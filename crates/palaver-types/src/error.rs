//! Error types shared across the Palaver crates.

use crate::completion::CompletionError;

/// Errors raised by the persistence layer.
#[derive(Debug, thiserror::Error)]
pub enum RepositoryError {
    /// A query failed at the database level.
    #[error("query failed: {0}")]
    Query(String),

    /// A stored value could not be mapped back into a domain type.
    #[error("corrupt stored data: {0}")]
    Corrupt(String),
}

/// Errors surfaced by chat operations.
#[derive(Debug, thiserror::Error)]
pub enum ChatError {
    /// The requested chat session does not exist.
    #[error("chat session not found")]
    SessionNotFound,

    /// The completion provider call failed.
    #[error(transparent)]
    Completion(#[from] CompletionError),

    /// The persistence layer failed.
    #[error("storage error: {0}")]
    Storage(#[from] RepositoryError),
}
//! Application state wiring the chat service together.
//!
//! The chat service is generic over repository and completion-client
//! traits; AppState pins it to the concrete infra implementations.

use std::path::PathBuf;
use std::sync::Arc;

use secrecy::SecretString;
use tracing::warn;

use palaver_core::chat::service::ChatService;
use palaver_infra::config::{default_data_dir, load_config};
use palaver_infra::llm::openai::OpenAiCompatClient;
use palaver_infra::sqlite::chat::SqliteChatRepository;
use palaver_infra::sqlite::pool::{DatabasePool, database_url};

/// Concrete type alias for the service generics pinned to infra implementations.
pub type ConcreteChatService = ChatService<SqliteChatRepository, OpenAiCompatClient>;

/// Shared application state handed to every HTTP handler.
#[derive(Clone)]
pub struct AppState {
    pub chat_service: Arc<ConcreteChatService>,
}

impl AppState {
    /// Initialize the application state: resolve the data directory, load
    /// configuration, connect to the database, wire the chat service.
    pub async fn init(data_dir: Option<PathBuf>) -> anyhow::Result<Self> {
        let data_dir = data_dir.unwrap_or_else(default_data_dir);

        // Ensure data directory exists
        tokio::fs::create_dir_all(&data_dir).await?;

        let config = load_config(&data_dir).await;

        // Initialize database (runs migrations)
        let db_pool = DatabasePool::new(&database_url(&data_dir)).await?;
        let chat_repo = SqliteChatRepository::new(db_pool);

        // A missing key does not prevent startup; completion requests fail
        // at call time instead.
        let api_key = match std::env::var(&config.provider.api_key_env) {
            Ok(key) => SecretString::from(key),
            Err(_) => {
                warn!(
                    env_var = %config.provider.api_key_env,
                    "Provider API key not set; completion requests will fail"
                );
                SecretString::from(String::new())
            }
        };
        let client = OpenAiCompatClient::new(&config.provider, api_key);

        let chat_service = ChatService::new(chat_repo, client);

        Ok(Self {
            chat_service: Arc::new(chat_service),
        })
    }
}
//! Database pool with split reader/writer connections in WAL mode.
//!
//! SQLite allows only one writer at a time. This module provides a `DatabasePool`
//! with a multi-connection reader pool for concurrent reads and a single-connection
//! writer pool for serialized writes. Both use WAL journal mode.

use sqlx::sqlite::{SqliteConnectOptions, SqliteJournalMode, SqlitePool, SqlitePoolOptions};
use std::path::Path;
use std::str::FromStr;

/// Split read/write pool for SQLite with WAL mode.
///
/// - `reader`: Multi-connection pool (up to 8) for concurrent SELECT queries.
/// - `writer`: Single-connection pool for serialized INSERT/UPDATE/DELETE.
#[derive(Clone)]
pub struct DatabasePool {
    pub reader: SqlitePool,
    pub writer: SqlitePool,
}

impl DatabasePool {
    /// Create a new DatabasePool with split reader/writer connections.
    ///
    /// Runs migrations automatically on the writer pool.
    /// Both pools use WAL journal mode and a 5-second busy timeout.
    pub async fn new(database_url: &str) -> Result<Self, sqlx::Error> {
        let base_opts = SqliteConnectOptions::from_str(database_url)?
            .journal_mode(SqliteJournalMode::Wal)
            .busy_timeout(std::time::Duration::from_secs(5))
            .create_if_missing(true);

        let read_opts = base_opts.clone().read_only(true);
        let write_opts = base_opts;

        let writer = SqlitePoolOptions::new()
            .max_connections(1)
            .connect_with(write_opts)
            .await?;

        // Run migrations on writer before opening reader pool
        sqlx::migrate!("../../migrations").run(&writer).await?;

        let reader = SqlitePoolOptions::new()
            .max_connections(8)
            .connect_with(read_opts)
            .await?;

        Ok(Self { reader, writer })
    }
}

/// Build the database URL for a data directory (`{data_dir}/palaver.db`).
pub fn database_url(data_dir: &Path) -> String {
    format!("sqlite://{}/palaver.db", data_dir.display())
}

#[cfg(test)]
mod tests {
    use super::*;

    #[tokio::test]
    async fn test_pool_creates_tables() {
        let dir = tempfile::tempdir().unwrap();
        let db_path = dir.path().join("test.db");
        let url = format!("sqlite://{}?mode=rwc", db_path.display());

        let pool = DatabasePool::new(&url).await.unwrap();

        // Verify tables exist by querying sqlite_master
        let tables: Vec<(String,)> = sqlx::query_as(
            "SELECT name FROM sqlite_master WHERE type='table' AND name NOT LIKE 'sqlite_%' AND name != '_sqlx_migrations' ORDER BY name",
        )
        .fetch_all(&pool.reader)
        .await
        .unwrap();

        let table_names: Vec<&str> = tables.iter().map(|t| t.0.as_str()).collect();
        assert!(table_names.contains(&"chat_sessions"), "chat_sessions table missing");
        assert!(table_names.contains(&"chat_messages"), "chat_messages table missing");
    }

    #[tokio::test]
    async fn test_pool_wal_mode() {
        let dir = tempfile::tempdir().unwrap();
        let db_path = dir.path().join("test_wal.db");
        let url = format!("sqlite://{}?mode=rwc", db_path.display());

        let pool = DatabasePool::new(&url).await.unwrap();

        let result: (String,) = sqlx::query_as("PRAGMA journal_mode")
            .fetch_one(&pool.writer)
            .await
            .unwrap();

        assert_eq!(result.0.to_lowercase(), "wal");
    }

    #[tokio::test]
    async fn test_writes_through_reader_rejected() {
        let dir = tempfile::tempdir().unwrap();
        let db_path = dir.path().join("test_ro.db");
        let url = format!("sqlite://{}?mode=rwc", db_path.display());

        let pool = DatabasePool::new(&url).await.unwrap();

        let result = sqlx::query("INSERT INTO chat_sessions (id, title, created_at, updated_at) VALUES ('x', 'x', 'x', 'x')")
            .execute(&pool.reader)
            .await;
        assert!(result.is_err(), "reader pool should be read-only");
    }

    #[test]
    fn test_database_url() {
        let url = database_url(Path::new("/tmp/palaver-data"));
        assert_eq!(url, "sqlite:///tmp/palaver-data/palaver.db");
    }
}
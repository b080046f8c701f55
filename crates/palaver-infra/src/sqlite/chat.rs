//! SQLite chat repository implementation.
//!
//! Implements `ChatRepository` from `palaver-core` using sqlx with split
//! read/write pools: raw queries, private Row structs, textual timestamps
//! parsed on every read.
//!
//! The schema intentionally carries no foreign key between sessions and
//! messages. The store behaves like a document database: referential
//! consistency is the pipeline's job, and deletes are independent
//! best-effort statements.

use chrono::{DateTime, Utc};
use palaver_core::chat::repository::ChatRepository;
use palaver_types::chat::{ChatMessage, ChatSession, MessageRole};
use palaver_types::error::RepositoryError;
use sqlx::Row;
use uuid::Uuid;

use super::pool::DatabasePool;

/// SQLite-backed implementation of `ChatRepository`.
pub struct SqliteChatRepository {
    pool: DatabasePool,
}

impl SqliteChatRepository {
    /// Create a new repository backed by the given database pool.
    pub fn new(pool: DatabasePool) -> Self {
        Self { pool }
    }
}

// ---------------------------------------------------------------------------
// Private Row types for SQLite-to-domain mapping
// ---------------------------------------------------------------------------

/// Internal row type for mapping SQLite rows to domain ChatSession.
struct ChatSessionRow {
    id: String,
    title: String,
    created_at: String,
    updated_at: String,
}

impl ChatSessionRow {
    fn from_row(row: &sqlx::sqlite::SqliteRow) -> Result<Self, sqlx::Error> {
        Ok(Self {
            id: row.try_get("id")?,
            title: row.try_get("title")?,
            created_at: row.try_get("created_at")?,
            updated_at: row.try_get("updated_at")?,
        })
    }

    fn into_session(self) -> Result<ChatSession, RepositoryError> {
        let id = Uuid::parse_str(&self.id)
            .map_err(|e| RepositoryError::Corrupt(format!("invalid session id: {e}")))?;
        let created_at = parse_datetime(&self.created_at)?;
        let updated_at = parse_datetime(&self.updated_at)?;

        Ok(ChatSession {
            id,
            title: self.title,
            created_at,
            updated_at,
        })
    }
}

/// Internal row type for mapping SQLite rows to domain ChatMessage.
struct ChatMessageRow {
    id: String,
    session_id: String,
    role: String,
    content: String,
    timestamp: String,
}

impl ChatMessageRow {
    fn from_row(row: &sqlx::sqlite::SqliteRow) -> Result<Self, sqlx::Error> {
        Ok(Self {
            id: row.try_get("id")?,
            session_id: row.try_get("session_id")?,
            role: row.try_get("role")?,
            content: row.try_get("content")?,
            timestamp: row.try_get("timestamp")?,
        })
    }

    fn into_message(self) -> Result<ChatMessage, RepositoryError> {
        let id = Uuid::parse_str(&self.id)
            .map_err(|e| RepositoryError::Corrupt(format!("invalid message id: {e}")))?;
        let session_id = Uuid::parse_str(&self.session_id)
            .map_err(|e| RepositoryError::Corrupt(format!("invalid session_id: {e}")))?;
        let role: MessageRole = self
            .role
            .parse()
            .map_err(|e: String| RepositoryError::Corrupt(e))?;
        let timestamp = parse_datetime(&self.timestamp)?;

        Ok(ChatMessage {
            id,
            session_id,
            role,
            content: self.content,
            timestamp,
        })
    }
}

// ---------------------------------------------------------------------------
// Helpers
// ---------------------------------------------------------------------------

fn parse_datetime(s: &str) -> Result<DateTime<Utc>, RepositoryError> {
    DateTime::parse_from_rfc3339(s)
        .map(|dt| dt.with_timezone(&Utc))
        .map_err(|e| RepositoryError::Corrupt(format!("invalid datetime: {e}")))
}

fn format_datetime(dt: &DateTime<Utc>) -> String {
    dt.to_rfc3339()
}

// ---------------------------------------------------------------------------
// ChatRepository implementation
// ---------------------------------------------------------------------------

impl ChatRepository for SqliteChatRepository {
    async fn create_session(&self, session: &ChatSession) -> Result<(), RepositoryError> {
        sqlx::query(
            r#"INSERT INTO chat_sessions (id, title, created_at, updated_at)
               VALUES (?, ?, ?, ?)"#,
        )
        .bind(session.id.to_string())
        .bind(&session.title)
        .bind(format_datetime(&session.created_at))
        .bind(format_datetime(&session.updated_at))
        .execute(&self.pool.writer)
        .await
        .map_err(|e| RepositoryError::Query(e.to_string()))?;

        Ok(())
    }

    async fn get_session(&self, session_id: &Uuid) -> Result<Option<ChatSession>, RepositoryError> {
        let row = sqlx::query("SELECT * FROM chat_sessions WHERE id = ?")
            .bind(session_id.to_string())
            .fetch_optional(&self.pool.reader)
            .await
            .map_err(|e| RepositoryError::Query(e.to_string()))?;

        match row {
            Some(row) => {
                let session_row = ChatSessionRow::from_row(&row)
                    .map_err(|e| RepositoryError::Query(e.to_string()))?;
                Ok(Some(session_row.into_session()?))
            }
            None => Ok(None),
        }
    }

    async fn list_sessions(&self) -> Result<Vec<ChatSession>, RepositoryError> {
        // RFC 3339 UTC strings compare lexicographically in time order;
        // id DESC (UUIDv7, time-ordered) makes equal-instant ordering
        // deterministic.
        let rows = sqlx::query("SELECT * FROM chat_sessions ORDER BY updated_at DESC, id DESC")
            .fetch_all(&self.pool.reader)
            .await
            .map_err(|e| RepositoryError::Query(e.to_string()))?;

        let mut sessions = Vec::with_capacity(rows.len());
        for row in &rows {
            let session_row = ChatSessionRow::from_row(row)
                .map_err(|e| RepositoryError::Query(e.to_string()))?;
            sessions.push(session_row.into_session()?);
        }

        Ok(sessions)
    }

    async fn delete_session(&self, session_id: &Uuid) -> Result<(), RepositoryError> {
        // Deleting a nonexistent id affects zero rows and is not an error.
        sqlx::query("DELETE FROM chat_sessions WHERE id = ?")
            .bind(session_id.to_string())
            .execute(&self.pool.writer)
            .await
            .map_err(|e| RepositoryError::Query(e.to_string()))?;

        Ok(())
    }

    async fn touch_session(
        &self,
        session_id: &Uuid,
        updated_at: DateTime<Utc>,
    ) -> Result<(), RepositoryError> {
        // Zero affected rows means the session vanished concurrently;
        // silent no-op by contract.
        sqlx::query("UPDATE chat_sessions SET updated_at = ? WHERE id = ?")
            .bind(format_datetime(&updated_at))
            .bind(session_id.to_string())
            .execute(&self.pool.writer)
            .await
            .map_err(|e| RepositoryError::Query(e.to_string()))?;

        Ok(())
    }

    async fn save_message(&self, message: &ChatMessage) -> Result<(), RepositoryError> {
        sqlx::query(
            r#"INSERT INTO chat_messages (id, session_id, role, content, timestamp)
               VALUES (?, ?, ?, ?, ?)"#,
        )
        .bind(message.id.to_string())
        .bind(message.session_id.to_string())
        .bind(message.role.to_string())
        .bind(&message.content)
        .bind(format_datetime(&message.timestamp))
        .execute(&self.pool.writer)
        .await
        .map_err(|e| RepositoryError::Query(e.to_string()))?;

        Ok(())
    }

    async fn list_messages(&self, session_id: &Uuid) -> Result<Vec<ChatMessage>, RepositoryError> {
        // rowid breaks ties for messages written in the same instant:
        // messages are never individually deleted, so insertion order and
        // rowid order coincide.
        let rows = sqlx::query(
            "SELECT * FROM chat_messages WHERE session_id = ? ORDER BY timestamp ASC, rowid ASC",
        )
        .bind(session_id.to_string())
        .fetch_all(&self.pool.reader)
        .await
        .map_err(|e| RepositoryError::Query(e.to_string()))?;

        let mut messages = Vec::with_capacity(rows.len());
        for row in &rows {
            let msg_row = ChatMessageRow::from_row(row)
                .map_err(|e| RepositoryError::Query(e.to_string()))?;
            messages.push(msg_row.into_message()?);
        }

        Ok(messages)
    }

    async fn delete_messages(&self, session_id: &Uuid) -> Result<(), RepositoryError> {
        sqlx::query("DELETE FROM chat_messages WHERE session_id = ?")
            .bind(session_id.to_string())
            .execute(&self.pool.writer)
            .await
            .map_err(|e| RepositoryError::Query(e.to_string()))?;

        Ok(())
    }
}
//! Chat session HTTP handlers.
//!
//! Endpoints:
//! - POST   /api/chats      - Create a chat session
//! - GET    /api/chats      - List chat sessions, most recently active first
//! - DELETE /api/chats/{id} - Delete a session and its messages

use axum::Json;
use axum::extract::{Path, State};
use serde::Deserialize;
use uuid::Uuid;

use palaver_types::chat::ChatSession;

use crate::http::error::AppError;
use crate::state::AppState;

/// Request body for creating a chat session.
#[derive(Debug, Deserialize)]
pub struct CreateChatRequest {
    /// Optional display title; the fixed placeholder applies when absent.
    #[serde(default)]
    pub title: Option<String>,
}

/// Parse a UUID from a path parameter, returning a 400 error on invalid format.
pub(crate) fn parse_uuid(s: &str) -> Result<Uuid, AppError> {
    s.parse::<Uuid>()
        .map_err(|_| AppError::Validation(format!("Invalid UUID: {s}")))
}

/// POST /api/chats - Create a new chat session.
pub async fn create_chat(
    State(state): State<AppState>,
    Json(body): Json<CreateChatRequest>,
) -> Result<Json<ChatSession>, AppError> {
    let session = state.chat_service.create_session(body.title).await?;
    Ok(Json(session))
}

/// GET /api/chats - List all sessions ordered by recent activity.
pub async fn list_chats(State(state): State<AppState>) -> Result<Json<Vec<ChatSession>>, AppError> {
    let sessions = state.chat_service.list_sessions().await?;
    Ok(Json(sessions))
}

/// DELETE /api/chats/{id} - Delete a session and its messages.
///
/// Idempotent: unknown ids still get the deleted acknowledgement.
pub async fn delete_chat(
    State(state): State<AppState>,
    Path(chat_id): Path<String>,
) -> Result<Json<serde_json::Value>, AppError> {
    let id = parse_uuid(&chat_id)?;
    state.chat_service.delete_session(&id).await?;
    Ok(Json(serde_json::json!({"status": "deleted"})))
}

-=-=-

Problem requirements
Note every line in the material with "CompletionError" and copy it.

Answer space
use crate::completion::CompletionError;
    Completion(#[from] CompletionError),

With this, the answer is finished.